▶ THE TASK:
Retype each line of the listing below, word for word.

▶ TASK MATERIAL:
--------------------------------
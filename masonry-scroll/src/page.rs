//! Fixed-size slices of the dataset order.
use std::sync::Arc;

use crate::store::Item;

/// A contiguous run of items starting at `number * page_size`.
///
/// Pages are immutable once fetched. The generation records the dataset view
/// the page was fetched under.
#[derive(Debug, Clone, PartialEq)]
pub struct Page {
    number: u64,
    generation: u64,
    items: Arc<[Item]>,
}

impl Page {
    /// Creates a page from fetched items.
    pub fn new(number: u64, generation: u64, items: impl Into<Arc<[Item]>>) -> Self {
        Self {
            number,
            generation,
            items: items.into(),
        }
    }

    /// Page number.
    pub fn number(&self) -> u64 {
        self.number
    }

    /// Generation the page was fetched under.
    pub fn generation(&self) -> u64 {
        self.generation
    }

    /// Items in dataset order.
    pub fn items(&self) -> &[Item] {
        &self.items
    }

    /// Number of items; shorter than the page size only for the last page.
    pub fn len(&self) -> usize {
        self.items.len()
    }

    /// Whether the page holds no items.
    pub fn is_empty(&self) -> bool {
        self.items.is_empty()
    }
}

/// Number of pages needed to hold `total_items`.
pub fn page_count(total_items: u64, page_size: usize) -> u64 {
    if page_size == 0 {
        return 0;
    }
    total_items.div_ceil(page_size as u64)
}

/// Page holding the item at `index`.
pub fn page_of(index: u64, page_size: usize) -> u64 {
    index / page_size.max(1) as u64
}

/// Rank of the first item of `page`.
pub fn first_index(page: u64, page_size: usize) -> u64 {
    page.saturating_mul(page_size as u64)
}

/// Number of items `page` holds when the dataset has `total_items` items.
pub fn expected_len(page: u64, page_size: usize, total_items: u64) -> usize {
    let start = first_index(page, page_size);
    if start >= total_items {
        return 0;
    }
    (total_items - start).min(page_size as u64) as usize
}

#[cfg(test)]
mod tests {
    use super::*;

    #[test]
    fn last_page_is_short() {
        assert_eq!(page_count(2_500, 1_000), 3);
        assert_eq!(expected_len(2, 1_000, 2_500), 500);
        assert_eq!(expected_len(3, 1_000, 2_500), 0);
        assert_eq!(expected_len(0, 1_000, 2_500), 1_000);
    }

    #[test]
    fn empty_dataset_has_no_pages() {
        assert_eq!(page_count(0, 1_000), 0);
        assert_eq!(page_of(999, 1_000), 0);
        assert_eq!(page_of(1_000, 1_000), 1);
    }
}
--------------------------------
▶ WRITTEN RESPONSE:
filename masonry-scroll/src/page.rs
//! Fixed-size slices of the dataset order.
use std::sync::Arc;

use crate::store::Item;

/// A contiguous run of items starting at `number * page_size`.
///
/// Pages are immutable once fetched. The generation records the dataset view
/// the page was fetched under.
#[derive(Debug, Clone, PartialEq)]
pub struct Page {
    number: u64,
    generation: u64,
    items: Arc<[Item]>,
}

impl Page {
    /// Creates a page from fetched items.
    pub fn new(number: u64, generation: u64, items: impl Into<Arc<[Item]>>) -> Self {
        Self {
            number,
            generation,
            items: items.into(),
        }
    }

    /// Page number.
    pub fn number(&self) -> u64 {
        self.number
    }

    /// Generation the page was fetched under.
    pub fn generation(&self) -> u64 {
        self.generation
    }

    /// Items in dataset order.
    pub fn items(&self) -> &[Item] {
        &self.items
    }

    /// Number of items; shorter than the page size only for the last page.
    pub fn len(&self) -> usize {
        self.items.len()
    }

    /// Whether the page holds no items.
    pub fn is_empty(&self) -> bool {
        self.items.is_empty()
    }
}

/// Number of pages needed to hold `total_items`.
pub fn page_count(total_items: u64, page_size: usize) -> u64 {
    if page_size == 0 {
        return 0;
    }
    total_items.div_ceil(page_size as u64)
}

/// Page holding the item at `index`.
pub fn page_of(index: u64, page_size: usize) -> u64 {
    index / page_size.max(1) as u64
}

/// Rank of the first item of `page`.
pub fn first_index(page: u64, page_size: usize) -> u64 {
    page.saturating_mul(page_size as u64)
}

/// Number of items `page` holds when the dataset has `total_items` items.
pub fn expected_len(page: u64, page_size: usize, total_items: u64) -> usize {
    let start = first_index(page, page_size);
    if start >= total_items {
        return 0;
    }
    (total_items - start).min(page_size as u64) as usize
}

#[cfg(test)]
mod tests {
    use super::*;

    #[test]
    fn last_page_is_short() {
        assert_eq!(page_count(2_500, 1_000), 3);
        assert_eq!(expected_len(2, 1_000, 2_500), 500);
        assert_eq!(expected_len(3, 1_000, 2_500), 0);
        assert_eq!(expected_len(0, 1_000, 2_500), 1_000);
    }

    #[test]
    fn empty_dataset_has_no_pages() {
        assert_eq!(page_count(0, 1_000), 0);
        assert_eq!(page_of(999, 1_000), 0);
        assert_eq!(page_of(1_000, 1_000), 1);
    }
}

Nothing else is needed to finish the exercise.